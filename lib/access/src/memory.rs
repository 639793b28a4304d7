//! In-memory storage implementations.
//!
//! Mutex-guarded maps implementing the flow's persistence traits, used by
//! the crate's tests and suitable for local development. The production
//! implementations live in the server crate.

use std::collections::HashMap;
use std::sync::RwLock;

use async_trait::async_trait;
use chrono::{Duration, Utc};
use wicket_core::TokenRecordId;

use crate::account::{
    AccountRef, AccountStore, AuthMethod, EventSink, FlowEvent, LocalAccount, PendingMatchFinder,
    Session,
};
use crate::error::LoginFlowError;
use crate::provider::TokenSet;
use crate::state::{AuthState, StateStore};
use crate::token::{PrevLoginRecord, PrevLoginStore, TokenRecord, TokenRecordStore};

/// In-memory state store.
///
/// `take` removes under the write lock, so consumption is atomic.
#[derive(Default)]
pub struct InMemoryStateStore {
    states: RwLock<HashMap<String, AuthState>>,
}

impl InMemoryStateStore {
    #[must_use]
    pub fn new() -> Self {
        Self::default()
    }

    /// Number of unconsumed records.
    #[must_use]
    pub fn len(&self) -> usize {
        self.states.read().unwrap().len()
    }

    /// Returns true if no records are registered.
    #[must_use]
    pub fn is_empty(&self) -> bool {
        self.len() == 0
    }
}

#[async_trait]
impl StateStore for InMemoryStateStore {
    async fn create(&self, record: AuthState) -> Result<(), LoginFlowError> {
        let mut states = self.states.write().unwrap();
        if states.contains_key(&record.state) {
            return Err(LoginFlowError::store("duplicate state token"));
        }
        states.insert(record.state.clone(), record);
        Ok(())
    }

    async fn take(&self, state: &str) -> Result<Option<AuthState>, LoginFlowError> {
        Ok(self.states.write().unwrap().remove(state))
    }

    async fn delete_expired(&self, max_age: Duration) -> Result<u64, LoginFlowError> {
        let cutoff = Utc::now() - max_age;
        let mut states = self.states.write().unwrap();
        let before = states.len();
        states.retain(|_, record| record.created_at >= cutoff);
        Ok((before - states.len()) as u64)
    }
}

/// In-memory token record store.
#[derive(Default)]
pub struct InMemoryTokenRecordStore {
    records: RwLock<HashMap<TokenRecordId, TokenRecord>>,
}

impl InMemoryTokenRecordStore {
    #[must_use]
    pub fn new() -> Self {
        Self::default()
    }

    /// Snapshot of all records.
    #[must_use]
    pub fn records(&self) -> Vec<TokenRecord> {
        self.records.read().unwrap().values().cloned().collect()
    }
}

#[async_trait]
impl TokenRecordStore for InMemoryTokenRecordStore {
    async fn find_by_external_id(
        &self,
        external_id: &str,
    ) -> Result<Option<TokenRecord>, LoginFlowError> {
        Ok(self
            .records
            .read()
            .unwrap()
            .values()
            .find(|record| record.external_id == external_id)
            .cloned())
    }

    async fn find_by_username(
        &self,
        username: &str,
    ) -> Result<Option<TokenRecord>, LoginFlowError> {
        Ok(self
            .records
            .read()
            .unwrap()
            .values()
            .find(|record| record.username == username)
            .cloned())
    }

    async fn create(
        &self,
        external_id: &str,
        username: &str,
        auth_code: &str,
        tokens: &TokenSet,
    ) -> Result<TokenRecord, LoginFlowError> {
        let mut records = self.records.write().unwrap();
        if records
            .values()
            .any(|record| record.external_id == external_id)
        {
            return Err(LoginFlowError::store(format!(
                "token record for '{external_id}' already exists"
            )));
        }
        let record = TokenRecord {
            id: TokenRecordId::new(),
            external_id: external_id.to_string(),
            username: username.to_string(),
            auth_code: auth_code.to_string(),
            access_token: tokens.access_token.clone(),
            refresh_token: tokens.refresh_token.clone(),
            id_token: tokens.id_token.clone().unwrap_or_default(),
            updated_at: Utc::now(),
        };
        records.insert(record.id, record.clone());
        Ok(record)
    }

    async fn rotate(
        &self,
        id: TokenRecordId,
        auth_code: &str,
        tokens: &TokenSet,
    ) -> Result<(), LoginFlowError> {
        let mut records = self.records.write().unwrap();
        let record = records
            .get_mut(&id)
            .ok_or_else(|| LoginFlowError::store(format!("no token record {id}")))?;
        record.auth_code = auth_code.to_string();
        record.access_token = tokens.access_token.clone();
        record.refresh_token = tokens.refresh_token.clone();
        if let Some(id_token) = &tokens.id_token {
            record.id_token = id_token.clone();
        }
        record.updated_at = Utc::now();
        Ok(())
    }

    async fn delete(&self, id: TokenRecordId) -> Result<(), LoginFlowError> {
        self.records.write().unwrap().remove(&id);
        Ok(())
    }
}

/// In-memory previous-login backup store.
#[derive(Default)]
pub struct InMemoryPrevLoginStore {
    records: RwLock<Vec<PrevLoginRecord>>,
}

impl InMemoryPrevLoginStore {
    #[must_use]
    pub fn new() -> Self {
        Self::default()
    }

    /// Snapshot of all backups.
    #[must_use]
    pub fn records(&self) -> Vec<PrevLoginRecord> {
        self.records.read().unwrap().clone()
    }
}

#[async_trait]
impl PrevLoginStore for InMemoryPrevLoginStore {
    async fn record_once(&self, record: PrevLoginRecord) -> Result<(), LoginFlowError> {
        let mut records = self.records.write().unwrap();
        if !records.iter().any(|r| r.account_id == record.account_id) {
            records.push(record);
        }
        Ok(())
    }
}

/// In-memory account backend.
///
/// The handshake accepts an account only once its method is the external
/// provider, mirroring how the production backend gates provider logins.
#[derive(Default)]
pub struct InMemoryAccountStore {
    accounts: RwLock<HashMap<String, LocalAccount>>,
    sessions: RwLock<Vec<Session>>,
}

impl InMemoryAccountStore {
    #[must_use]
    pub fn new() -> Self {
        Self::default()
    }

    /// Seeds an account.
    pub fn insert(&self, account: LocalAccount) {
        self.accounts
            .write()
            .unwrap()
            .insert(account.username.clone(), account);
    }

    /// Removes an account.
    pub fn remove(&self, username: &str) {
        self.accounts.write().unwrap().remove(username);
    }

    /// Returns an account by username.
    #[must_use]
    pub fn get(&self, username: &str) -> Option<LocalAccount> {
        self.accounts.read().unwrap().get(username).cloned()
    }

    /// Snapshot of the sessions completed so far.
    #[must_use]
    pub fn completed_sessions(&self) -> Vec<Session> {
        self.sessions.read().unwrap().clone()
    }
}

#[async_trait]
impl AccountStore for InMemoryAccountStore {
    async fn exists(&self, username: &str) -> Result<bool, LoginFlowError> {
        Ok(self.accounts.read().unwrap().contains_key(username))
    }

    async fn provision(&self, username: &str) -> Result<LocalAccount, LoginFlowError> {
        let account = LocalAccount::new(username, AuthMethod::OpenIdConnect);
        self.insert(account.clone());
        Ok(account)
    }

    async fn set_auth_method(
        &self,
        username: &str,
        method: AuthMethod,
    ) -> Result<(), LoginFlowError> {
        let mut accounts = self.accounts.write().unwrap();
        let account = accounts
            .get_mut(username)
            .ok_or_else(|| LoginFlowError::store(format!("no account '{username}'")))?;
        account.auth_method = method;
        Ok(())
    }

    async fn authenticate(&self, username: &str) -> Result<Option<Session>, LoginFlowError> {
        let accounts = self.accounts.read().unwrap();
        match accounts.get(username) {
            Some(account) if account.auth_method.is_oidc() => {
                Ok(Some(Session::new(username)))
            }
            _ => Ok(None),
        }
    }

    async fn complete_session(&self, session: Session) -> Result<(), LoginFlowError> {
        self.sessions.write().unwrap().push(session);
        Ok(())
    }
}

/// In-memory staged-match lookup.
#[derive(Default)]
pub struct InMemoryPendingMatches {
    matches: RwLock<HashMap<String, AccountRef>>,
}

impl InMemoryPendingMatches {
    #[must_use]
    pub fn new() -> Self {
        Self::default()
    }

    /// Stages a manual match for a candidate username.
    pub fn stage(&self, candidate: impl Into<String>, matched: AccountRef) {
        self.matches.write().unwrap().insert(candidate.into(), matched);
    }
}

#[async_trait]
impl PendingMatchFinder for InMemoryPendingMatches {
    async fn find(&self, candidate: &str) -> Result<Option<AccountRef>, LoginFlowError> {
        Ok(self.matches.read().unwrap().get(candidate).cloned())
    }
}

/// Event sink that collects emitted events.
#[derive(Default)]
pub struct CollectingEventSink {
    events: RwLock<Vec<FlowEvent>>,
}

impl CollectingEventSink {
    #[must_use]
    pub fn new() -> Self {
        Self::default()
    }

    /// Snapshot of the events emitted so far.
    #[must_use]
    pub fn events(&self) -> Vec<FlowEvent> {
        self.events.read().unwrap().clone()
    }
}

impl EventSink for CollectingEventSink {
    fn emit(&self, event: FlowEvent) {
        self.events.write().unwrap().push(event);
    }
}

....

Exercise description:
On how many lines above does the word "provider" appear? Only the number should be given.

The completed task:
2